Fastforward to later in the day, she calls to confirm meeting up for dinner before cheer practice and asked if I was still going. We hashed out the details and met for dinner. She looked sour and depressed again. I was upbeat, confident and didn't feel awkward at all. I talked and played with the girls and the W and I made small attempts at small talk. She wasn't too engaged but made an attempt, it didn't bother me at all. At one point she took the youngest D to the bathroom and when they got back my youngest offered up out of nowhere that mommy was covering her face and was sad. I didn't say a word.

We split the girls because my oldest D wanted to ride with me and got to practice. We got there about 20 minutes early and I put the tailgate down on my truck to sit. I was in the same mood and so was she. We talked at bit more than earlier and I made some small attempts at humor. I really do feel like I am becoming more like my old self and it is getting easier and easier to talk to my wife like I did when we first met. I'm not too aggressive with it right now but I am getting back to that funny, confident, slighty ****y person I used to be and it feels great. At one point I looked over and my wife was crying pretty hard, I walked over and put my hand on her knee and asked her if she was alright and if it was about her aunt. She only said that she couldn't wait for this week to be over because work is stressing her out. I told her that she had one day left and then she had the weekend to relax. No more than that, no hug, no pity, just enough to let her know that I am there because I do still care. She probably wanted a big hug and for me to tell her everything would be fine and that she would be alright but I didn't, not to someone who said she wanted a divorce and told me she didn't love me anymore. I can't be that person for her right now. I will just hang back and observe.
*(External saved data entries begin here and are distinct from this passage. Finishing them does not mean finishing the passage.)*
use approx::{AbsDiffEq, RelativeEq};
use std::ops::Mul;

use super::{common::FloatValueType, vector::Vec4};

// Based on Physically Based Rendering 3rd ed.
// http://www.pbr-book.org/3ed-2018/Utilities/Mathematical_Routines.html#Matrix4x4

/// A row-major 4x4 matrix.
#[derive(Debug, Copy, Clone, PartialEq)]
pub struct Matrix4x4<T>
where
    T: FloatValueType,
{
    /// Raw values in row-major order.
    pub m: [[T; 4]; 4],
}

impl<T> Matrix4x4<T>
where
    T: FloatValueType,
{
    /// Creates a new `Matrix4x4`.
    pub fn new(m: [[T; 4]; 4]) -> Self {
        let ret = Self { m };
        debug_assert!(!ret.has_nans());
        ret
    }

    /// Creates a new identity `Matrix4x4`.
    pub fn identity() -> Self {
        Self {
            m: [
                [T::one(), T::zero(), T::zero(), T::zero()],
                [T::zero(), T::one(), T::zero(), T::zero()],
                [T::zero(), T::zero(), T::one(), T::zero()],
                [T::zero(), T::zero(), T::zero(), T::one()],
            ],
        }
    }

    /// Creates a new `Matrix4x4` filled with zeroes.
    pub fn zeros() -> Self {
        Self {
            m: [[T::zero(); 4]; 4],
        }
    }

    /// Checks if this `Matrix4x4` contains NaNs.
    pub fn has_nans(&self) -> bool {
        // NaNs are the rare special case so no need to early out
        self.m
            .iter()
            .flat_map(|row| row.iter().map(|t| t.is_nan()))
            .any(|p| p)
    }

    /// Returns the `i`th row of this `Matrix4x4`.
    pub fn row(&self, i: usize) -> [T; 4] {
        self.m[i]
    }

    /// Returns the `i`th column of this `Matrix4x4`.
    pub fn col(&self, i: usize) -> [T; 4] {
        [self.m[0][i], self.m[1][i], self.m[2][i], self.m[3][i]]
    }

    /// Returns the transpose of this `Matrix4x4`.
    pub fn transposed(&self) -> Self {
        Self {
            m: [
                [self.m[0][0], self.m[1][0], self.m[2][0], self.m[3][0]],
                [self.m[0][1], self.m[1][1], self.m[2][1], self.m[3][1]],
                [self.m[0][2], self.m[1][2], self.m[2][2], self.m[3][2]],
                [self.m[0][3], self.m[1][3], self.m[2][3], self.m[3][3]],
            ],
        }
    }

    /// Returns the determinant of this `Matrix4x4`.
    pub fn determinant(&self) -> T {
        let m = &self.m;

        // Cofactor expansion along the first row, sharing the 2x2 minors of
        // the bottom two rows
        let s0 = m[2][2] * m[3][3] - m[2][3] * m[3][2];
        let s1 = m[2][1] * m[3][3] - m[2][3] * m[3][1];
        let s2 = m[2][1] * m[3][2] - m[2][2] * m[3][1];
        let s3 = m[2][0] * m[3][3] - m[2][3] * m[3][0];
        let s4 = m[2][0] * m[3][2] - m[2][2] * m[3][0];
        let s5 = m[2][0] * m[3][1] - m[2][1] * m[3][0];

        m[0][0] * (m[1][1] * s0 - m[1][2] * s1 + m[1][3] * s2)
            - m[0][1] * (m[1][0] * s0 - m[1][2] * s3 + m[1][3] * s4)
            + m[0][2] * (m[1][0] * s1 - m[1][1] * s3 + m[1][3] * s5)
            - m[0][3] * (m[1][0] * s2 - m[1][1] * s4 + m[1][2] * s5)
    }

    /// Returns the inverse of this `Matrix4x4`.
    ///
    /// Inversion of a singular or near-singular matrix is outside the
    /// contract. Scene transforms are expected non-degenerate and callers
    /// must not rely on the result for them.
    pub fn inverted(&self) -> Self {
        // Cofactor method on 2x2 minors, see e.g.
        // https://www.geometrictools.com/Documentation/LaplaceExpansionTheorem.pdf
        let m = &self.m;

        let a0 = m[0][0] * m[1][1] - m[0][1] * m[1][0];
        let a1 = m[0][0] * m[1][2] - m[0][2] * m[1][0];
        let a2 = m[0][0] * m[1][3] - m[0][3] * m[1][0];
        let a3 = m[0][1] * m[1][2] - m[0][2] * m[1][1];
        let a4 = m[0][1] * m[1][3] - m[0][3] * m[1][1];
        let a5 = m[0][2] * m[1][3] - m[0][3] * m[1][2];
        let b0 = m[2][0] * m[3][1] - m[2][1] * m[3][0];
        let b1 = m[2][0] * m[3][2] - m[2][2] * m[3][0];
        let b2 = m[2][0] * m[3][3] - m[2][3] * m[3][0];
        let b3 = m[2][1] * m[3][2] - m[2][2] * m[3][1];
        let b4 = m[2][1] * m[3][3] - m[2][3] * m[3][1];
        let b5 = m[2][2] * m[3][3] - m[2][3] * m[3][2];

        let det = a0 * b5 - a1 * b4 + a2 * b3 + a3 * b2 - a4 * b1 + a5 * b0;
        debug_assert!(
            det.abs() > T::epsilon(),
            "Can't invert, singular matrix"
        );
        let inv_det = T::one() / det;

        Matrix4x4::new([
            [
                (m[1][1] * b5 - m[1][2] * b4 + m[1][3] * b3) * inv_det,
                (-m[0][1] * b5 + m[0][2] * b4 - m[0][3] * b3) * inv_det,
                (m[3][1] * a5 - m[3][2] * a4 + m[3][3] * a3) * inv_det,
                (-m[2][1] * a5 + m[2][2] * a4 - m[2][3] * a3) * inv_det,
            ],
            [
                (-m[1][0] * b5 + m[1][2] * b2 - m[1][3] * b1) * inv_det,
                (m[0][0] * b5 - m[0][2] * b2 + m[0][3] * b1) * inv_det,
                (-m[3][0] * a5 + m[3][2] * a2 - m[3][3] * a1) * inv_det,
                (m[2][0] * a5 - m[2][2] * a2 + m[2][3] * a1) * inv_det,
            ],
            [
                (m[1][0] * b4 - m[1][1] * b2 + m[1][3] * b0) * inv_det,
                (-m[0][0] * b4 + m[0][1] * b2 - m[0][3] * b0) * inv_det,
                (m[3][0] * a4 - m[3][1] * a2 + m[3][3] * a0) * inv_det,
                (-m[2][0] * a4 + m[2][1] * a2 - m[2][3] * a0) * inv_det,
            ],
            [
                (-m[1][0] * b3 + m[1][1] * b1 - m[1][2] * b0) * inv_det,
                (m[0][0] * b3 - m[0][1] * b1 + m[0][2] * b0) * inv_det,
                (-m[3][0] * a3 + m[3][1] * a1 - m[3][2] * a0) * inv_det,
                (m[2][0] * a3 - m[2][1] * a1 + m[2][2] * a0) * inv_det,
            ],
        ])
    }
}

// By ref is about twice as fast as by value so let's just endure the syntax
impl<'a, 'b, T> Mul<&'b Matrix4x4<T>> for &'a Matrix4x4<T>
where
    T: FloatValueType,
{
    type Output = Matrix4x4<T>;

    fn mul(self, other: &'b Matrix4x4<T>) -> Matrix4x4<T> {
        let mut ret = Matrix4x4::zeros();
        for row in 0..4 {
            for col in 0..4 {
                ret.m[row][col] = self.m[row][0] * other.m[0][col]
                    + self.m[row][1] * other.m[1][col]
                    + self.m[row][2] * other.m[2][col]
                    + self.m[row][3] * other.m[3][col];
            }
        }
        debug_assert!(!ret.has_nans());
        ret
    }
}

impl<'a, T> Mul<Vec4<T>> for &'a Matrix4x4<T>
where
    T: FloatValueType,
{
    type Output = Vec4<T>;

    fn mul(self, v: Vec4<T>) -> Vec4<T> {
        let m = &self.m;
        Vec4::new(
            m[0][0] * v.x + m[0][1] * v.y + m[0][2] * v.z + m[0][3] * v.w,
            m[1][0] * v.x + m[1][1] * v.y + m[1][2] * v.z + m[1][3] * v.w,
            m[2][0] * v.x + m[2][1] * v.y + m[2][2] * v.z + m[2][3] * v.w,
            m[3][0] * v.x + m[3][1] * v.y + m[3][2] * v.z + m[3][3] * v.w,
        )
    }
}

impl<T> AbsDiffEq for Matrix4x4<T>
where
    T: FloatValueType + AbsDiffEq<Epsilon = T>,
{
    type Epsilon = T::Epsilon;

    fn default_epsilon() -> Self::Epsilon {
        T::default_epsilon()
    }

    fn abs_diff_eq(&self, other: &Self, epsilon: Self::Epsilon) -> bool {
        for row in 0..4 {
            for col in 0..4 {
                if !self.m[row][col].abs_diff_eq(&other.m[row][col], epsilon) {
                    return false;
                }
            }
        }
        true
    }
}

impl<T> RelativeEq for Matrix4x4<T>
where
    T: FloatValueType + RelativeEq + AbsDiffEq<Epsilon = T>,
{
    fn default_max_relative() -> Self::Epsilon {
        T::default_max_relative()
    }

    fn relative_eq(
        &self,
        other: &Self,
        epsilon: Self::Epsilon,
        max_relative: Self::Epsilon,
    ) -> bool {
        for row in 0..4 {
            for col in 0..4 {
                if !self.m[row][col].relative_eq(&other.m[row][col], epsilon, max_relative) {
                    return false;
                }
            }
        }
        true
    }
}
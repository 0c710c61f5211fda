use serde::{Deserialize, Serialize};
use std::{collections::VecDeque, fmt, sync::Arc};

use crate::{
    math::{Normal, Point3, Ray, Vec3},
    primitive::Primitive,
    renderer::RenderConfig,
    result::{Intersection, RayResult},
    scene::{NodeIdAllocator, SceneNode},
    varjo_debug, varjo_info, varjo_warn, EPSILON,
};

/// A face is a planar simple polygon given as indices into the mesh's vertex
/// list, wound consistently.
pub type Face = Vec<usize>;

/// Acceleration knobs for [Mesh] construction.
#[derive(Copy, Clone, Debug, Deserialize, Serialize)]
pub struct MeshSettings {
    /// Build a spatial hierarchy of sub-meshes
    pub subdivide: bool,
    /// Subdivision recursion limit
    pub max_depth: u32,
    /// Face count below which a mesh is not subdivided further
    pub max_faces: usize,
}

impl Default for MeshSettings {
    fn default() -> Self {
        Self {
            subdivide: false,
            max_depth: 1,
            max_faces: 20,
        }
    }
}

// No acceleration at all below this; the box tests would cost more than they
// save
const MIN_ACCEL_FACES: usize = 6;

const BOUND_MIN_EXTENT: f64 = 0.001;

/// Vertices and polygonal faces, optionally wrapped in a bounding box and/or
/// subdivided into a hierarchy of sub-meshes.
///
/// When the subdivision hierarchy is built, the geometry moves down into its
/// leaves and this mesh keeps only the bounding box.
#[derive(Debug)]
pub struct Mesh {
    verts: Vec<Point3<f64>>,
    faces: Vec<Face>,
    bound: Option<SceneNode>,
    descendants: Option<SceneNode>,
}

impl Mesh {
    /// Creates a new `Mesh`, building acceleration structures per `settings`.
    pub fn new(
        verts: Vec<Point3<f64>>,
        faces: Vec<Face>,
        settings: &MeshSettings,
        ids: &mut NodeIdAllocator,
    ) -> Self {
        Self::with_depth(verts, faces, 0, settings, ids)
    }

    fn with_depth(
        verts: Vec<Point3<f64>>,
        faces: Vec<Face>,
        depth: u32,
        settings: &MeshSettings,
        ids: &mut NodeIdAllocator,
    ) -> Self {
        varjo_info!(
            "Constructing mesh with {} verts and {} faces",
            verts.len(),
            faces.len()
        );

        let mut mesh = Self {
            verts,
            faces,
            bound: None,
            descendants: None,
        };

        if mesh.verts.is_empty() || mesh.faces.len() < MIN_ACCEL_FACES {
            return mesh;
        }

        mesh.bound = Some(bounding_box_node(&mesh.verts, &mesh.faces, ids));

        if settings.subdivide && depth < settings.max_depth && mesh.faces.len() > settings.max_faces
        {
            let chunks = bisect_faces(&mesh.verts, std::mem::take(&mut mesh.faces));
            varjo_debug!("Dividing into {} descendants", chunks.len());

            let mut internal = SceneNode::new("mesh_internal", ids);
            for chunk in chunks {
                let sub = Self::with_depth(mesh.verts.clone(), chunk, depth + 1, settings, ids);
                internal.add_child(SceneNode::geometry(
                    "mesh_internal_geom",
                    Arc::new(Primitive::Mesh(Arc::new(sub))),
                    ids,
                ));
            }
            mesh.descendants = Some(internal);

            // Geometry ownership moved into the leaves
            mesh.verts.clear();
        }

        mesh
    }

    /// Intersects `ray` with this mesh, `ray` in mesh-local space.
    ///
    /// The bounding box is consulted first when present and a miss
    /// short-circuits everything else. A subdivided mesh delegates entirely
    /// to its descendants.
    pub fn intersect(&self, ray: &Ray<f64>, config: &RenderConfig) -> RayResult {
        let mut result = RayResult::default();

        if let Some(bound) = &self.bound {
            let bound_result = bound.find_intersections(ray, config);

            result.stats.bounding_box_checks += 1;
            if bound_result.is_hit() {
                result.stats.bounding_box_hits += 1;
            }

            if !bound_result.is_hit() || config.draw_bounding_boxes {
                // Either nothing inside can be hit, or the caller wants the
                // boxes themselves rendered
                result.merge(bound_result);
                return result;
            }

            result.stats.merge(bound_result.stats);
        }

        if let Some(descendants) = &self.descendants {
            result.merge(descendants.find_intersections(ray, config));
            return result;
        }

        // Reinier van Vliet and Remco Lam angle sums algorithm
        for face in &self.faces {
            result.stats.face_tests += 1;

            if face.len() < 3 {
                varjo_warn!("Face with fewer than 3 verts, skipping");
                continue;
            }
            if face.iter().any(|&vi| vi >= self.verts.len()) {
                varjo_warn!("Face indexes past the vertex list, skipping");
                continue;
            }

            let v0 = self.verts[face[0]];
            let v1 = self.verts[face[1]];
            let v2 = self.verts[face[2]];

            // Plane normal from the winding of the first three verts
            let n = (v1 - v2).cross(v1 - v0);
            if n.len() < EPSILON {
                varjo_warn!("Face with collinear verts, skipping");
                continue;
            }
            let n = n.normalized();

            let denom = ray.d.dot(n);
            if denom.abs() < EPSILON {
                // Parallel to the face plane
                continue;
            }
            let t = -(ray.o - v0).dot(n) / denom;
            if t < EPSILON {
                // Face is behind the ray
                continue;
            }
            let q = ray.point(t);

            let mut angle_sum = 0.0;
            for i in 0..face.len() {
                let p1 = self.verts[face[i]] - q;
                let p2 = self.verts[face[(i + 1) % face.len()]] - q;

                let m1 = p1.len();
                let m2 = p2.len();
                if m1 * m2 <= EPSILON {
                    // On a vertex, consider it inside
                    angle_sum = std::f64::consts::TAU;
                } else {
                    angle_sum += (p1.dot(p2) / (m1 * m2)).clamp(-1.0, 1.0).acos();
                }

                if (angle_sum - std::f64::consts::TAU).abs() <= EPSILON {
                    result
                        .intersections
                        .push(Intersection::new(q, Normal::from(n), None));
                    break;
                }
            }
        }

        result
    }
}

/// Extrema of the referenced vertices, wrapped into a synthetic geometry node
/// holding a transformed unit [Primitive::Cube].
fn bounding_box_node(
    verts: &[Point3<f64>],
    faces: &[Face],
    ids: &mut NodeIdAllocator,
) -> SceneNode {
    // Only vertices a face actually references count; sub-mesh chunks share
    // the full vertex list
    let mut extrema: Option<(Point3<f64>, Point3<f64>)> = None;
    for &vi in faces.iter().flatten() {
        if vi >= verts.len() {
            continue;
        }
        let v = verts[vi];
        extrema = Some(match extrema {
            Some((p_min, p_max)) => (p_min.min(v), p_max.max(v)),
            None => (v, v),
        });
    }
    let (p_min, p_max) = extrema.unwrap_or((verts[0], verts[0]));

    // Degenerate zero-volume boxes break the slab test
    let size = (p_max - p_min).max(Vec3::from(BOUND_MIN_EXTENT));

    let mut bound = SceneNode::geometry("mesh_bound", Arc::new(Primitive::Cube), ids);
    bound.translate(p_min - Point3::zeros());
    bound.scale(size);
    bound
}

/// Sorts the faces by centroid along X, Y and Z in turn, bisecting on every
/// pass; one call yields eight chunks.
fn bisect_faces(verts: &[Point3<f64>], faces: Vec<Face>) -> VecDeque<Vec<Face>> {
    let mut chunks = VecDeque::new();
    chunks.push_back(faces);

    for axis in 0..3 {
        for _ in 0..chunks.len() {
            let mut faces = chunks.pop_front().unwrap();
            faces.sort_by(|a, b| {
                face_centroid(verts, a)[axis].total_cmp(&face_centroid(verts, b)[axis])
            });
            let half = faces.len() / 2;
            let back = faces.split_off(half);
            chunks.push_back(faces);
            chunks.push_back(back);
        }
    }

    chunks
}

fn face_centroid(verts: &[Point3<f64>], face: &Face) -> Point3<f64> {
    let mut c = Point3::zeros();
    let mut count = 0;
    for &vi in face {
        if vi >= verts.len() {
            continue;
        }
        c = c + verts[vi];
        count += 1;
    }
    if count > 0 {
        c / (count as f64)
    } else {
        c
    }
}

impl fmt::Display for Mesh {
    fn fmt(&self, f: &mut fmt::Formatter<'_>) -> fmt::Result {
        write!(f, "mesh({{")?;
        for (i, v) in self.verts.iter().enumerate() {
            if i != 0 {
                write!(f, ", ")?;
            }
            write!(f, "[{}, {}, {}]", v.x, v.y, v.z)?;
        }
        write!(f, "}}, {{")?;
        for (i, face) in self.faces.iter().enumerate() {
            if i != 0 {
                write!(f, ", ")?;
            }
            write!(f, "[")?;
            for (j, vi) in face.iter().enumerate() {
                if j != 0 {
                    write!(f, ", ")?;
                }
                write!(f, "{}", vi)?;
            }
            write!(f, "]")?;
        }
        write!(f, "}})")
    }
}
At one point I sat down to watch the practice and the W sat a couple feet from me. I couldn't see that well and moved. She came down and sat right next to me this time. We talked a bit and at one point she told me she wanted to carpool with A and B (the friends of ours) who are going to the marriage retreat with us. I said I was not OK with that. I told her that this weekend was about us. I also told her I would not be OK with socializing or having our phones with us while we were at the retreat. She got defensive but agreed. I F***** up and asked her what she wanted to get out of the retreat, she said she didn't know and that is was a bad excuse. I told her it wasn't if she really didn't know and left it at that. She continued to act like pay attention to poor, poor, pitiful me but I really didn't want to. I engaged when she did or when I felt like it. 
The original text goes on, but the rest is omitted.